Ici était un temps qui ne laissait au doute
que son puant squelette et son triste renom.

Je savais ces endroits comme lieux de naissance !
Tout m’était havre et port où poser mes espoirs,
là mon vaisseau d’antan, là ma terre-démence,
tout ce que j’avais cru englouti au grand soir.

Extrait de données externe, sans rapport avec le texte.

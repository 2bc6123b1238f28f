//! HTTP response builders.
//!
//! Convenience functions for building JSON responses.

use bytes::Bytes;
use http_body_util::Full;
use hyper::{Response, StatusCode};
use serde::Serialize;

/// Response body type used throughout paddock.
pub type Body = Full<Bytes>;

/// Full response type used throughout paddock.
pub type HttpResponse = Response<Body>;

/// Build a JSON response with the given status code and body.
pub fn json<T: Serialize>(status: StatusCode, body: &T) -> crate::Result<HttpResponse> {
    let json = serde_json::to_string(body)?;
    Ok(Response::builder()
        .status(status)
        .header("Content-Type", "application/json")
        .body(Full::new(Bytes::from(json)))
        .unwrap())
}

/// Build a 200 OK JSON response.
pub fn ok<T: Serialize>(body: &T) -> crate::Result<HttpResponse> {
    json(StatusCode::OK, body)
}

/// Build a 201 Created JSON response.
pub fn created<T: Serialize>(body: &T) -> crate::Result<HttpResponse> {
    json(StatusCode::CREATED, body)
}

/// Build a 204 No Content response.
pub fn no_content() -> HttpResponse {
    Response::builder()
        .status(StatusCode::NO_CONTENT)
        .body(Full::new(Bytes::new()))
        .unwrap()
}

/// Build a JSON error response with an `{"error": ...}` body.
pub fn error(status: StatusCode, message: &str) -> HttpResponse {
    let body = serde_json::json!({ "error": message });
    Response::builder()
        .status(status)
        .header("Content-Type", "application/json")
        .body(Full::new(Bytes::from(body.to_string())))
        .unwrap()
}

/// Build a 404 Not Found JSON response.
pub fn not_found(message: &str) -> HttpResponse {
    error(StatusCode::NOT_FOUND, message)
}

/// Build a 400 Bad Request JSON response.
pub fn bad_request(message: &str) -> HttpResponse {
    error(StatusCode::BAD_REQUEST, message)
}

Mais non ! Ici j’étais, je suis, serai encore
sur ces empreintes d’ombre, Ô semeur de mirages !
Pour ces dé-corps, pour ces orages,
et ces accords que l’on fait siens,
merci Mandy l’imagicien.

Philip Le Roy
Quand on se retrouve face à une toile de Mandy, on passe dans une autre dimension. Il ne s’agit pas ici de contempler béatement un pot de fleurs, un paysage coquet, un poseur guindé ou un gribouillage aussi vite torché qu’un chèque de marchand d’art, mais d’expérimenter une téléportation. Oui, oui, comme dans Star Trek. Attention à la claque, on passe à la vitesse supérieure, celle de la lumière et du cyberspace. Par une prouesse relevant du miracle, l’hyperréalisme se mêle ici à l’imaginaire, le labeur au génie, la sensualité à la technologie, le monstrueux au divin, le rêve au cauchemar, le coït à la mort, ingrédients aussi inconciliables que l’eau et la peinture à l’huile. Mandy le magicien, à coups de précisions hallucinantes et d’élans artistiques, nous guide aux mille coins de l’univers et du temps. Parfois ses œuvres me propulsent dans un futur que je ne connaissais pas. Parfois, elles me ramènent aux années soixante-dix quand dans la longue file d’attente du Grand Rex, je bavais pendant des heures devant les affiches de Siudmak qui illustraient le Festival Fantastique de Paris. C’est ma madeleine à moi, organique et mécanique, plus George Lucas que Marcel Proust, plus du côté de chez Alien que du côté de chez Swan, plus à la recherche du futur que du temps perdu. Ces visions saisissantes vous racontent des histoires (pas étonnant que Mandy ait illustré de nombreuses couvertures de romans) et vous emmènent loin de la grisaille sur des airs de Space Rock, un peu comme si Tangerine Dream, Godspeedyou!Black Emperor ou les Pink Floyd d’Interstellar Overdrive avaient jeté sur toiles leurs notes de musique.  Dépaysement fulgurant et étrange intemporalité… c’est à un véritable trip à l’acrylique que nous convie cet artiste hors normes.  A coup sûr, vous en ressortirez chamboulé et plus intelligent.

Aïssa Lacheb-Boukachache
Quand on se promène chez Mandy, chez lui, dans sa maison, on se croirait dans un musée où les toiles accrochées aux murs se poussent jusqu'au plafond, les escaliers … On n'est plus chez un éditeur, on est chez un peintre. Au premier coup d'oeil, moi qui ai l'instinct des peintures chères, j'ai remarqué toute la valeur artistique de nombre de ces toiles. J'ai ce don de savoir rapidement qu'un tableau est plus que ce qu'il montre immédiatement, qu'il est au delà de nos perceptions superficielles, qu'il faut l'aller chercher loin … Et ce qui nous est donné là relève d'un Maître en son mystère et son art.

Roland C. Wagner
Lisses visages indigo d'androïdes sans mémoire, architectures cyclopéennes plongant leurs fondations dans la mémoire collective de ce siècle, une technologie sans rien de clinquant qui refuse le flambant neuf : la corrosion ronge le métal, la mousse grignote les façades. Impermanence.